When and where do you hold the line? “There is a time to stand firm and enforce the rules and there is a time to give ground and allow the rules to bend. They must set high standards, but they cannot be domineering or inflexible on matters of little strategic importance.” It’s about your leadership capital. “Leadership capital is the recognition that there is a finite amount of power that any leader possesses. It can be expended foolishly, by leaders who harp on matters that are trivial and strategically unimportant. Prioritizing those areas where standards cannot be compromised and holding the line there while allowing for some slack in other, less critical areas is a wise use of leadership capital.” It’s an act of strength for a leader—the opposite of insecurity.

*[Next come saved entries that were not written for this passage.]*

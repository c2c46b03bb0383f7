//! Login page: email + password sign-in, with an account creation mode.

#[cfg(test)]
#[path = "login_test.rs"]
mod login_test;

use leptos::prelude::*;
use leptos_router::NavigateOptions;
use leptos_router::hooks::use_navigate;

use crate::app::use_auth;
use crate::routes::HOME_PATH;
use crate::state::auth::AuthState;

#[derive(Clone, Copy, Debug, PartialEq, Eq)]
pub enum LoginMode {
    SignIn,
    Register,
}

fn validate_login_input(email: &str, password: &str) -> Result<(String, String), &'static str> {
    let email = email.trim();
    if email.is_empty() || password.is_empty() {
        return Err("Enter both email and password.");
    }
    if !email.contains('@') {
        return Err("Enter a valid email address.");
    }
    Ok((email.to_owned(), password.to_owned()))
}

fn validate_register_input(name: &str, email: &str, password: &str) -> Result<(String, String, String), &'static str> {
    let name = name.trim();
    if name.is_empty() {
        return Err("Enter your name.");
    }
    let (email, password) = validate_login_input(email, password)?;
    Ok((name.to_owned(), email, password))
}

#[component]
pub fn LoginPage() -> impl IntoView {
    let auth_state = expect_context::<RwSignal<AuthState>>();
    let auth = use_auth();
    let navigate = use_navigate();

    let mode = RwSignal::new(LoginMode::SignIn);
    let name = RwSignal::new(String::new());
    let email = RwSignal::new(String::new());
    let password = RwSignal::new(String::new());
    let hint = RwSignal::new(None::<&'static str>);

    // Leave as soon as a session exists, including one restored from storage.
    Effect::new(move || {
        if auth_state.with(AuthState::is_authenticated) {
            navigate(HOME_PATH, NavigateOptions { replace: true, ..NavigateOptions::default() });
        }
    });

    let busy = move || auth_state.with(AuthState::is_loading);

    let on_submit = move |ev: leptos::ev::SubmitEvent| {
        ev.prevent_default();
        if busy() {
            return;
        }
        let auth = auth.clone();
        match mode.get_untracked() {
            LoginMode::SignIn => match validate_login_input(&email.get_untracked(), &password.get_untracked()) {
                Ok((email_value, password_value)) => {
                    hint.set(None);
                    leptos::task::spawn_local(async move { auth.login(&email_value, &password_value).await });
                }
                Err(msg) => hint.set(Some(msg)),
            },
            LoginMode::Register => {
                match validate_register_input(&name.get_untracked(), &email.get_untracked(), &password.get_untracked()) {
                    Ok((name_value, email_value, password_value)) => {
                        hint.set(None);
                        leptos::task::spawn_local(async move {
                            auth.register(&name_value, &email_value, &password_value).await;
                        });
                    }
                    Err(msg) => hint.set(Some(msg)),
                }
            }
        }
    };

    let toggle_mode = move |_| {
        hint.set(None);
        mode.update(|m| {
            *m = match m {
                LoginMode::SignIn => LoginMode::Register,
                LoginMode::Register => LoginMode::SignIn,
            };
        });
    };

    let message = move || hint.get().map(str::to_owned).or_else(|| auth_state.with(|s| s.error.clone()));

    view! {
        <div class="login-page">
            <div class="login-card">
                <h1>"Portal"</h1>
                <p class="login-card__subtitle">
                    {move || match mode.get() {
                        LoginMode::SignIn => "Sign in to continue",
                        LoginMode::Register => "Create an account",
                    }}
                </p>
                <form class="login-form" on:submit=on_submit>
                    <Show when=move || mode.get() == LoginMode::Register>
                        <input
                            class="login-input"
                            type="text"
                            placeholder="Your name"
                            prop:value=move || name.get()
                            on:input=move |ev| name.set(event_target_value(&ev))
                        />
                    </Show>
                    <input
                        class="login-input"
                        type="email"
                        placeholder="you@example.com"
                        prop:value=move || email.get()
                        on:input=move |ev| email.set(event_target_value(&ev))
                    />
                    <input
                        class="login-input"
                        type="password"
                        placeholder="Password"
                        prop:value=move || password.get()
                        on:input=move |ev| password.set(event_target_value(&ev))
                    />
                    <button class="login-button" type="submit" disabled=busy>
                        {move || match (busy(), mode.get()) {
                            (true, _) => "Please wait...",
                            (false, LoginMode::SignIn) => "Sign In",
                            (false, LoginMode::Register) => "Create Account",
                        }}
                    </button>
                </form>
                <Show when=move || message().is_some()>
                    <p class="login-message">{move || message().unwrap_or_default()}</p>
                </Show>
                <div class="login-divider"></div>
                <button class="login-link" type="button" on:click=toggle_mode>
                    {move || match mode.get() {
                        LoginMode::SignIn => "No account yet? Create one",
                        LoginMode::Register => "Already registered? Sign in",
                    }}
                </button>
            </div>
        </div>
    }
}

When to Mentor, When to Fire

Knowing when to work with someone and when to let them go isn’t easy. “Most underperformers don’t need to be fired, they need to be led.” The balance when leaders remember that “Instead of focusing on one individual, there is a team—and that the performance of the team trumps the performance of a single individual. Instead of continuing to invest in one subpar performer, once a concerted effort has been made to coach and train that individual to no avail, the leader must remove the individual.”

Disciplined, Not Rigid

Rules can be imposed with too much rigidity that it stifles the team’s ability to think and adapt. Leading isn’t about following the exact procedure, but being able to think and do what makes the most sense so that you can support and lead your team. “Disciplined standard operating procedures, repeatable processes, and consistent methodologies are helpful in any organization. The more discipline a team exercises, the more freedom that team will have to maneuver by implementing small adjustments to existing plans.”

A Leader and a Follower

Following is a part of leading well. Babin recalls, “Leading didn’t mean pushing my agenda or proving I had all the answers. It was about collaborating with the rest of the team and determining how we could most effectively accomplish our mission. There were many times in my Navy career when, in an effort to prove my leadership, I failed to follow. And rather than strengthen me as a leader in the eyes of the team, it undermined my leadership.” Good leadership not only includes encouraging junior members of the team to step up and contribute but to support the boss even when you disagree with the decision and “execute the plan as if it were your own.”

Plan, but Don’t Overplan

Trying to plan for every contingency can create more problems than it solves. Plan you must, but “you cannot plan for every contingency. If you try to create a solution for every single potential problem that might arise, you overwhelm your team, you overwhelm the planning process, you overcomplicate decisions for the leader. Therefore, it is imperative that leaders focus on only the most likely contingencies that might arise for each phase of an operation. Choose at most the three or four most probable contingencies for each phase, along with the worst case scenario.”

Humble, Not Passive

Humility is the leader’s most important quality. Be humble or get humbled. “An important part of being a leader is to be humble enough to see beyond his or her own needs.” And while humility means that you need to recognize that you are part of a larger whole and don’t have all of the answers, “being humble doesn’t mean being passive. It doesn’t mean to not push back when it truly matters. Humility has to be balanced by knowing when to make a stand.” That is, “willing to push back, voice their concerns, stand up to the good of the team and provide feedback.” Humility means knowing when to lead and when to follow. “Pushing back against an order or task from the boss should be the rarest of exceptions and definitely not the rule. Staying humble is the key to developing trust with the chain of command.”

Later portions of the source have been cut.